- **Aim of the exercise**:
Where does the word "PathBuf" occur in the entries below? Copy every line that has it.

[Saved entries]
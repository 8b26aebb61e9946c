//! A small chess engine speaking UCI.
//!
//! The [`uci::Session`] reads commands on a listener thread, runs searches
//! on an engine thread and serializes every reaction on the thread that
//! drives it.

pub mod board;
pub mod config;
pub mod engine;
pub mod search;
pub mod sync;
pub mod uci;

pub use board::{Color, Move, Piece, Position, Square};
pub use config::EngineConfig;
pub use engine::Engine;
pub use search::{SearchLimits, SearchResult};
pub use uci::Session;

* * *

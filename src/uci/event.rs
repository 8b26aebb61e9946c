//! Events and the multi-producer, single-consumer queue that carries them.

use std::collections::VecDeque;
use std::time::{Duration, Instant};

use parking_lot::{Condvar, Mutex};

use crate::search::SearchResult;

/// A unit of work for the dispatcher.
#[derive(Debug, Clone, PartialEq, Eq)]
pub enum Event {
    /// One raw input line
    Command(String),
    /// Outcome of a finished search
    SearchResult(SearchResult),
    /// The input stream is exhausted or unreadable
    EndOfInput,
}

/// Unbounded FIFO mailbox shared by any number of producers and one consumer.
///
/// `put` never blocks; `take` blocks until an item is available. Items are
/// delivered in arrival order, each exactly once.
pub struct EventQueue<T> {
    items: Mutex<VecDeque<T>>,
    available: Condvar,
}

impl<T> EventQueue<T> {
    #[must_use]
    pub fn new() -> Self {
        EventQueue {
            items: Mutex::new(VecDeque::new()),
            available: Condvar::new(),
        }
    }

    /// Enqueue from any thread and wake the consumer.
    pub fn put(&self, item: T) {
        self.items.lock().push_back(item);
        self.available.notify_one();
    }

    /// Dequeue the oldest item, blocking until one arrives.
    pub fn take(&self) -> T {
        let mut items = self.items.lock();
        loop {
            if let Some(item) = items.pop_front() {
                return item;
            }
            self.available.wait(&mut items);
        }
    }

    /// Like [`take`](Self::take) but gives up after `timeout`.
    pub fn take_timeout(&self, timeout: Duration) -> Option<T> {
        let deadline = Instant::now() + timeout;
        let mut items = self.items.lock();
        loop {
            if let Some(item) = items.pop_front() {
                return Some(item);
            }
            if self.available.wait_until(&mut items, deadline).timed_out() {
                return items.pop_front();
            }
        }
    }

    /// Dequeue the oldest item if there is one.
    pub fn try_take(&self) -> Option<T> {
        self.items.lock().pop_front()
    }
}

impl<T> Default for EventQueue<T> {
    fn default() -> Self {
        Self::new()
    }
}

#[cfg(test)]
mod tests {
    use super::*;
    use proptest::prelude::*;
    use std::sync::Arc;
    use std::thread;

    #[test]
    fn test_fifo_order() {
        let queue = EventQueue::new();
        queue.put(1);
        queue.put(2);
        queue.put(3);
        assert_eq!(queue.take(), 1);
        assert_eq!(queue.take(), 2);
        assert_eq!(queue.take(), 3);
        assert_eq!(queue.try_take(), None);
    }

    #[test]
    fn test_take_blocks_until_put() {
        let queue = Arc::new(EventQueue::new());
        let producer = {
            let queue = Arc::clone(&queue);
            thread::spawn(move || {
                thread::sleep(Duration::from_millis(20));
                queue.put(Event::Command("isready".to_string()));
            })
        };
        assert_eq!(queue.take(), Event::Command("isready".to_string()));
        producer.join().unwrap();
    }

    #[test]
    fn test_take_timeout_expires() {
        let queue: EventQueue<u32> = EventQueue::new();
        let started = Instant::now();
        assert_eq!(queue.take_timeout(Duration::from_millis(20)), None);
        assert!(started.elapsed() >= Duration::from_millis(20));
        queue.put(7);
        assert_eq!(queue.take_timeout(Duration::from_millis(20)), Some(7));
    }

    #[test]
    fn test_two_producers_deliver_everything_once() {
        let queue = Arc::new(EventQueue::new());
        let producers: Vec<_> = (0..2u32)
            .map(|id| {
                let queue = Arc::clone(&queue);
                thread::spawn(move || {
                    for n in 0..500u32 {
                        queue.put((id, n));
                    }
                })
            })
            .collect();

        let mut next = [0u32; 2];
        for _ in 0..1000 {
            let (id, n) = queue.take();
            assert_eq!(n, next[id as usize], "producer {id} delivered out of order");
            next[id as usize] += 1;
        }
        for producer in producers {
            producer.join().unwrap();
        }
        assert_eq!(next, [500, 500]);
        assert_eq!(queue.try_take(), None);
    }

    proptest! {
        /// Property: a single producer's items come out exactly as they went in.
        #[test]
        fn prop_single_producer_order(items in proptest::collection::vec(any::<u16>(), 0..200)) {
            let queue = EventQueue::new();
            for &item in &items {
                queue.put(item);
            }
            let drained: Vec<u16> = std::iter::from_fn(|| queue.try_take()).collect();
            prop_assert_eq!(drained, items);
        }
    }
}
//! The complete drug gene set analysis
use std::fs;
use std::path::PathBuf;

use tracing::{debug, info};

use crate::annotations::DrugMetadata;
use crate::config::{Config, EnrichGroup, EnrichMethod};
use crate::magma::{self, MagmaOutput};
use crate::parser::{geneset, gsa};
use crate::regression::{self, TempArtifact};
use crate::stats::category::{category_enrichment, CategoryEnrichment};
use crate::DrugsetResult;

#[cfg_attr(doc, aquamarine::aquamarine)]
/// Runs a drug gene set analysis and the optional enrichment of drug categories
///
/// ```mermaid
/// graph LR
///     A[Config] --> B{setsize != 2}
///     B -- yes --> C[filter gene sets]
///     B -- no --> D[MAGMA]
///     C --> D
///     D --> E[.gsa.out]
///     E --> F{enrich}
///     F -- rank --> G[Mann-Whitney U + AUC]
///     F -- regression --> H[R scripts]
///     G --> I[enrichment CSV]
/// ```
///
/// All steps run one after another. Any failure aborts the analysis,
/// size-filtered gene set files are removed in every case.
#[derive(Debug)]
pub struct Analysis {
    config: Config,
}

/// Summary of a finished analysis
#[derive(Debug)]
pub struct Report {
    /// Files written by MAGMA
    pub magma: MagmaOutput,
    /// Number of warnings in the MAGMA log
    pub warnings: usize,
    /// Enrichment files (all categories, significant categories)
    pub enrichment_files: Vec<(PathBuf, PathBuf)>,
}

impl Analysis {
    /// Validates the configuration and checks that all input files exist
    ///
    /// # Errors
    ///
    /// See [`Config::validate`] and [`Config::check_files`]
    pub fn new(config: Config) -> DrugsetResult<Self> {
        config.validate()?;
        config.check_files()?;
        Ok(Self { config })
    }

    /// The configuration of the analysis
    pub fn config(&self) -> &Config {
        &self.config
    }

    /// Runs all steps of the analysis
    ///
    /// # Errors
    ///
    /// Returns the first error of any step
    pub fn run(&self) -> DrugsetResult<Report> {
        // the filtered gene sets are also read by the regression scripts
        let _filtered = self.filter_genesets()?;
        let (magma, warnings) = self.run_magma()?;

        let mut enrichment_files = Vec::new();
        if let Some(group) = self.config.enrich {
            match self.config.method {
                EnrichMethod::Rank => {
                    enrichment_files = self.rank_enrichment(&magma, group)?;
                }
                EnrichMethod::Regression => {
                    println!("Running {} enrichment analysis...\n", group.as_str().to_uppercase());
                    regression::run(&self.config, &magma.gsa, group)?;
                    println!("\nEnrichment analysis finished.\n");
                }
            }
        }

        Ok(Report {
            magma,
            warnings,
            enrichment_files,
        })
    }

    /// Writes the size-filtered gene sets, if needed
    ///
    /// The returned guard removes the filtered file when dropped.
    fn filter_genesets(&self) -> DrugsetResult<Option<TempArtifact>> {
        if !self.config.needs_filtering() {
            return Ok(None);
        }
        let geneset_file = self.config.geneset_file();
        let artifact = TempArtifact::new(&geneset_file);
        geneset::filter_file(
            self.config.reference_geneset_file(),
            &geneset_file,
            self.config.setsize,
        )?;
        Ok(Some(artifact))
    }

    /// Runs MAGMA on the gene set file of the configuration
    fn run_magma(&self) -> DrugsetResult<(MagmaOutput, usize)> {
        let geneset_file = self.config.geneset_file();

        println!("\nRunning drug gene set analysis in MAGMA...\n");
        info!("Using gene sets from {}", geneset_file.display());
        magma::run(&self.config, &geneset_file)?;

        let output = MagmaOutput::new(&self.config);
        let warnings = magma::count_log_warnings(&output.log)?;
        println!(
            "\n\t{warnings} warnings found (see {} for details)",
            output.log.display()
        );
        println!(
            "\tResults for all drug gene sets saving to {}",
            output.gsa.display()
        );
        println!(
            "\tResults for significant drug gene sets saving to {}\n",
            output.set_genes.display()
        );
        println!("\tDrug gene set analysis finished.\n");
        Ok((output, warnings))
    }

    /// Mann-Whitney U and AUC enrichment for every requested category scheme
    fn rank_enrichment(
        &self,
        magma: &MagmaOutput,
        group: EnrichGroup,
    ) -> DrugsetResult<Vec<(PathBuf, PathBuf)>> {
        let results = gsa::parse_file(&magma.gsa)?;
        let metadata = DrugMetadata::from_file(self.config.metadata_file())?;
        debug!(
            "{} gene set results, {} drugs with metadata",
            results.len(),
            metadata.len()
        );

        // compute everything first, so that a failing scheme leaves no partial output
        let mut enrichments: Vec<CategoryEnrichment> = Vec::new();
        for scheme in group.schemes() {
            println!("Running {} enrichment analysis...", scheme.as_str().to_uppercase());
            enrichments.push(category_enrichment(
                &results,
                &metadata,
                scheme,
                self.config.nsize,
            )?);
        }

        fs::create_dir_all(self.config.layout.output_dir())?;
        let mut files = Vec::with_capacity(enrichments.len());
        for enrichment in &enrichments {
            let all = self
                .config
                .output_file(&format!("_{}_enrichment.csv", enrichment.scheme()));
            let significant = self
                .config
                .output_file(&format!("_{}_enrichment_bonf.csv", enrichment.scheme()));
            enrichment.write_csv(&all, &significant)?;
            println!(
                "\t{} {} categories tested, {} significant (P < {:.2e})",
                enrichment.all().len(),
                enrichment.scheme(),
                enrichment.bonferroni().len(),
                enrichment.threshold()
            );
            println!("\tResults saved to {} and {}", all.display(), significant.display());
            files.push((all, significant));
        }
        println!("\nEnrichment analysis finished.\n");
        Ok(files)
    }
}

--

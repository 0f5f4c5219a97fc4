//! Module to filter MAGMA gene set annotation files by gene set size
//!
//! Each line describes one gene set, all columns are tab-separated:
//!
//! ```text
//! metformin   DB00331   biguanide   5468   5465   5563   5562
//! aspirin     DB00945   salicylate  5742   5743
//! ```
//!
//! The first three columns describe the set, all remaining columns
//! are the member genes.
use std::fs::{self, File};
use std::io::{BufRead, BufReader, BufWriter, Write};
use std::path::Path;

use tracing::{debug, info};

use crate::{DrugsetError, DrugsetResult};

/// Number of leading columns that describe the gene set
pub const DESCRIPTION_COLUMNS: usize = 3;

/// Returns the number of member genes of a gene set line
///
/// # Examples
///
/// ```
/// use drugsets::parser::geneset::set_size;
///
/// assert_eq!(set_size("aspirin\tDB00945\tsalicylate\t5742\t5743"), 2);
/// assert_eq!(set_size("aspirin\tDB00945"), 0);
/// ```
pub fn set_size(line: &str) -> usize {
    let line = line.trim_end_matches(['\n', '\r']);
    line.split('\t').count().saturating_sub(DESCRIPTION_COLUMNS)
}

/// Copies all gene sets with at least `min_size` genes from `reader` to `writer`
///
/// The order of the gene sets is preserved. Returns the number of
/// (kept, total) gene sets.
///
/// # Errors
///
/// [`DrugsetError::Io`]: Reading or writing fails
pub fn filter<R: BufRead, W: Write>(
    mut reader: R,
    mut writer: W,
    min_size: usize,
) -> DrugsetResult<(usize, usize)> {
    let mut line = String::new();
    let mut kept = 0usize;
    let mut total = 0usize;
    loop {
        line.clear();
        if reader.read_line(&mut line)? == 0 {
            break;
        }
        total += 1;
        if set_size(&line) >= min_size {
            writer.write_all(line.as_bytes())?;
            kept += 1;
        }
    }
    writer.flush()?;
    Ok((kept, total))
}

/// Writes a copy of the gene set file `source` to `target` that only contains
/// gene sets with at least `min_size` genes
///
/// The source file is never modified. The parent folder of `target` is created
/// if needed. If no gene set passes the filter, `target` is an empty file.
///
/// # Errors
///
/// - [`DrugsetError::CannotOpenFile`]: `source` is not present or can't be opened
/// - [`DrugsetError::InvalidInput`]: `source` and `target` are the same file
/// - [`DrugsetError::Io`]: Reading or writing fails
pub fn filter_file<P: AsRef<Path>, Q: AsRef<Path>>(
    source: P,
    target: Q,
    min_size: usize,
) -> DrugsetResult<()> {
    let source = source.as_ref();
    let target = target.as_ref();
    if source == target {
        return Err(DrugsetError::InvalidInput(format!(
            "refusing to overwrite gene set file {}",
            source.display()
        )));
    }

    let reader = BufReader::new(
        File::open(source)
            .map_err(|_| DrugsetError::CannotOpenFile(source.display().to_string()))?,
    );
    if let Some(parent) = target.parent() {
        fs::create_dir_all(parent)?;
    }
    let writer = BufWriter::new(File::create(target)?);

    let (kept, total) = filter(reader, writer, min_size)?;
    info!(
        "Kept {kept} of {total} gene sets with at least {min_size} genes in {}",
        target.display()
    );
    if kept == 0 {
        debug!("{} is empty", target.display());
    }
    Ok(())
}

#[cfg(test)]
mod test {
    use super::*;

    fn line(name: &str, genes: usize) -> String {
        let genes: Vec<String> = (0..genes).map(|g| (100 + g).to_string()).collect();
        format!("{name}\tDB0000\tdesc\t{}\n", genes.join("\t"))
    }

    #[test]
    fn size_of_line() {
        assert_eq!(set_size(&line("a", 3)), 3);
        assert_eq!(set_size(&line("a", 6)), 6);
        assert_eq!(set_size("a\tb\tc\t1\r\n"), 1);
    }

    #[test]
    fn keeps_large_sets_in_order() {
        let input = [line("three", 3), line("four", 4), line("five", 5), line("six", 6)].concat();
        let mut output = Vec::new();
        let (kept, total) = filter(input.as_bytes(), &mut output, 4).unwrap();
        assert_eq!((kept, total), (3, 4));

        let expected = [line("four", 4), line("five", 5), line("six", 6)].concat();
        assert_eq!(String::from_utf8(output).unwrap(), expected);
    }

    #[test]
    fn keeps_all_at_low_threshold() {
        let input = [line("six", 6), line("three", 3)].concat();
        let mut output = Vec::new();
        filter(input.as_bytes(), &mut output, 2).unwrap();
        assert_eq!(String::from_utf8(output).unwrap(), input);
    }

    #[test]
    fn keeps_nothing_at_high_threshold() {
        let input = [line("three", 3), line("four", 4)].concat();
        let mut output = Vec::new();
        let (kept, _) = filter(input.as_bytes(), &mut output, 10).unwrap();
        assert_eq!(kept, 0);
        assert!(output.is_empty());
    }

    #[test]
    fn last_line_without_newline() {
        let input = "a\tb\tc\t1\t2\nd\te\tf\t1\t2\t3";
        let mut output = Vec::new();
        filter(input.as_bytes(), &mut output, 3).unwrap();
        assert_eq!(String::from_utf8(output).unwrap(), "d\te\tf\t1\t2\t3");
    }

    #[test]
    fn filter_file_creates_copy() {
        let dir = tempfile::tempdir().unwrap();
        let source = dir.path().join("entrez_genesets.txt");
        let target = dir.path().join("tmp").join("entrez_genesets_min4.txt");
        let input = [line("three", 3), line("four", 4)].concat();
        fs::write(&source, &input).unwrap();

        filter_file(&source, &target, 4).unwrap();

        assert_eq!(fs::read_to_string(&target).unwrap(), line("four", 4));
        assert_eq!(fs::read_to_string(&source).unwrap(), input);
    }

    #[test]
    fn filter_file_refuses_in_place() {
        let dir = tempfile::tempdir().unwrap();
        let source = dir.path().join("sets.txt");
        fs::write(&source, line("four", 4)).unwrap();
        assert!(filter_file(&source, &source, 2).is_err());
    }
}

- **Exercise response**:
use std::path::PathBuf;
    pub enrichment_files: Vec<(PathBuf, PathBuf)>,
    ) -> DrugsetResult<Vec<(PathBuf, PathBuf)>> {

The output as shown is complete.